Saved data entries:
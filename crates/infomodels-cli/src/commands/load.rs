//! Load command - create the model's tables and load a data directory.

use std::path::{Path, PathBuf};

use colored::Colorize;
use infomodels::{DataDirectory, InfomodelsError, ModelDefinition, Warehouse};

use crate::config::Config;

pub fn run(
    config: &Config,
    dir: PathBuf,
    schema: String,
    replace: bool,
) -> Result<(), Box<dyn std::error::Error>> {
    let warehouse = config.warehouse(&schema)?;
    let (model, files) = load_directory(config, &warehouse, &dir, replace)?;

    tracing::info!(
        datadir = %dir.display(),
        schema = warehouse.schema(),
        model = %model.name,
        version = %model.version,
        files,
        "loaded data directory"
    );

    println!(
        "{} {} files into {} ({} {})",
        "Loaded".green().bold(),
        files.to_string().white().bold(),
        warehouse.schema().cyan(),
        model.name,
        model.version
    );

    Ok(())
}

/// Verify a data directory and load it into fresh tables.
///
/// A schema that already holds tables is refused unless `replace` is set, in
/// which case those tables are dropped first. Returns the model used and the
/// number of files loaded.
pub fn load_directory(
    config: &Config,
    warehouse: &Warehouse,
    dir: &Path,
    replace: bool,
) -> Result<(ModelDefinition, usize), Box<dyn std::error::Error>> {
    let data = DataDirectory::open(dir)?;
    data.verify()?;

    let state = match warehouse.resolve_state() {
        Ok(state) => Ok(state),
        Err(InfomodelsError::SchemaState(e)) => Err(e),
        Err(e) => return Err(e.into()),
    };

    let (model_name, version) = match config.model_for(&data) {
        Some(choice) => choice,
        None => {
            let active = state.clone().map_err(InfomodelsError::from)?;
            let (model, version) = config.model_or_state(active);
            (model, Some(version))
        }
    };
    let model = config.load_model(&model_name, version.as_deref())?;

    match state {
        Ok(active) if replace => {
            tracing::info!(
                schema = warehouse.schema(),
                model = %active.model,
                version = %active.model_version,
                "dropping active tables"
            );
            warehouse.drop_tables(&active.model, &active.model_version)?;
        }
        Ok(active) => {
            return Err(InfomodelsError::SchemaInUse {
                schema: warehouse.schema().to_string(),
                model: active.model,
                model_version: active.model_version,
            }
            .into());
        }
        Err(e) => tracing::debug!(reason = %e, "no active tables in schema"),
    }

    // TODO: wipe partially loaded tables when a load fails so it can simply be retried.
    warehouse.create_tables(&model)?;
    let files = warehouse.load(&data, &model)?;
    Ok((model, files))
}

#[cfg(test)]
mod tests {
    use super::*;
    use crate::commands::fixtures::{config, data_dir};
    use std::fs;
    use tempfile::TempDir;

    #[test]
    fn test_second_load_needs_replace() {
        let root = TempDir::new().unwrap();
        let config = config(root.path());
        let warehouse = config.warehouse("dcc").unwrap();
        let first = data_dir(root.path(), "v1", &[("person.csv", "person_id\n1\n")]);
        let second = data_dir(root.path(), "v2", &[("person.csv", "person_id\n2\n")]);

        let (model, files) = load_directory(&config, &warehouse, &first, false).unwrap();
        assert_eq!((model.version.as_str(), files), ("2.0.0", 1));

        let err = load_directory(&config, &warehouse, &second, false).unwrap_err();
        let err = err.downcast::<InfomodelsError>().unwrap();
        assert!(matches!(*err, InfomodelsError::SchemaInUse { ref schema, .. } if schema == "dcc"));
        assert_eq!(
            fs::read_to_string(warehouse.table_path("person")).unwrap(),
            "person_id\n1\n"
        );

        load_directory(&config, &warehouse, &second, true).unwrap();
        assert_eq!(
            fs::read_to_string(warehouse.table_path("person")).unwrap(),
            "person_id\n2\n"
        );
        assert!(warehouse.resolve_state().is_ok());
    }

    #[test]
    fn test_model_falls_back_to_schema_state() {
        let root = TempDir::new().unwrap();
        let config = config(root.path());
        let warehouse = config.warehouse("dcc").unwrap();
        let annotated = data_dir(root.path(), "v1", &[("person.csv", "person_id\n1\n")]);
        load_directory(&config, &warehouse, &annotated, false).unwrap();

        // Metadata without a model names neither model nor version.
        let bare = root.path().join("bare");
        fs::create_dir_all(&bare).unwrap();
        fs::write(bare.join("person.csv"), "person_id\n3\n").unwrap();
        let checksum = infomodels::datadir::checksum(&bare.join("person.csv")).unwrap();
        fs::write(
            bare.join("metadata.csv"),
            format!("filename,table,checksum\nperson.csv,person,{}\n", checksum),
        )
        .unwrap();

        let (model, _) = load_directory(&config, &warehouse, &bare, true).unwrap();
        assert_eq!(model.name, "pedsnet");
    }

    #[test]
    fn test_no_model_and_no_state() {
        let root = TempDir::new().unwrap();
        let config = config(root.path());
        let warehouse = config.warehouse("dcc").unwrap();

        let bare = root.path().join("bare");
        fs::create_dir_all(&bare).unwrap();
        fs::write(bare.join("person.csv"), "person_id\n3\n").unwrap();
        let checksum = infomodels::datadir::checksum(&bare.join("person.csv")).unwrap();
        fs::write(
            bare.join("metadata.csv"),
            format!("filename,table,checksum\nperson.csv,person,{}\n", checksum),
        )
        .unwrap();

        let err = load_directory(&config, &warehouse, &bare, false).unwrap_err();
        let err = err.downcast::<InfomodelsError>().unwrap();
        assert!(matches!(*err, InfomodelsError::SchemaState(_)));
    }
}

* * *

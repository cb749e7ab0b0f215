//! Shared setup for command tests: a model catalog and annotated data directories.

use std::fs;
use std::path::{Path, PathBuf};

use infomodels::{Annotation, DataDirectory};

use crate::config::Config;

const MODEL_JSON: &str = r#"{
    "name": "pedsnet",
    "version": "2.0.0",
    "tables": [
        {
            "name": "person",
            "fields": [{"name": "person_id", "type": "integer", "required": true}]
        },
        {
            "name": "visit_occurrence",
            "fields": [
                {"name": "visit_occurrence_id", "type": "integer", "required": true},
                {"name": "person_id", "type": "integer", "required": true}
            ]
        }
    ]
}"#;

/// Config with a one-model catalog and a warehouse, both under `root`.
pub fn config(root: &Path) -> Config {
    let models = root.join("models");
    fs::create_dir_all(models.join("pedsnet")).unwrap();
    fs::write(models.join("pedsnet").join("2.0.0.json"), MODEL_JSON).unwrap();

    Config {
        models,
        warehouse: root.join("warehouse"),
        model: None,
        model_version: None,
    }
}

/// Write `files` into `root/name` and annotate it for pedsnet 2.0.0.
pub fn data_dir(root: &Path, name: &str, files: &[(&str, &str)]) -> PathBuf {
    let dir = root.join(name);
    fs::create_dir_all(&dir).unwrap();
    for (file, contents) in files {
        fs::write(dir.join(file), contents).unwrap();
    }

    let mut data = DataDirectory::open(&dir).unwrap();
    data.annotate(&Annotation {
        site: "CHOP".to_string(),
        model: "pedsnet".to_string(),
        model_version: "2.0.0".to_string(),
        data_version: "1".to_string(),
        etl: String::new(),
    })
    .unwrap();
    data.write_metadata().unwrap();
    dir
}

__About this exercise__
Your task is to restate, word for word, only those lines above that fall between the line holding "repository cb749e7ab0b0f215" and the line holding "for pedsnet 2.0.0.", inclusive.

__Solution below__
repository cb749e7ab0b0f215
//! Shared setup for command tests: a model catalog and annotated data directories.

use std::fs;
use std::path::{Path, PathBuf};

use infomodels::{Annotation, DataDirectory};

use crate::config::Config;

const MODEL_JSON: &str = r#"{
    "name": "pedsnet",
    "version": "2.0.0",
    "tables": [
        {
            "name": "person",
            "fields": [{"name": "person_id", "type": "integer", "required": true}]
        },
        {
            "name": "visit_occurrence",
            "fields": [
                {"name": "visit_occurrence_id", "type": "integer", "required": true},
                {"name": "person_id", "type": "integer", "required": true}
            ]
        }
    ]
}"#;

/// Config with a one-model catalog and a warehouse, both under `root`.
pub fn config(root: &Path) -> Config {
    let models = root.join("models");
    fs::create_dir_all(models.join("pedsnet")).unwrap();
    fs::write(models.join("pedsnet").join("2.0.0.json"), MODEL_JSON).unwrap();

    Config {
        models,
        warehouse: root.join("warehouse"),
        model: None,
        model_version: None,
    }
}

/// Write `files` into `root/name` and annotate it for pedsnet 2.0.0.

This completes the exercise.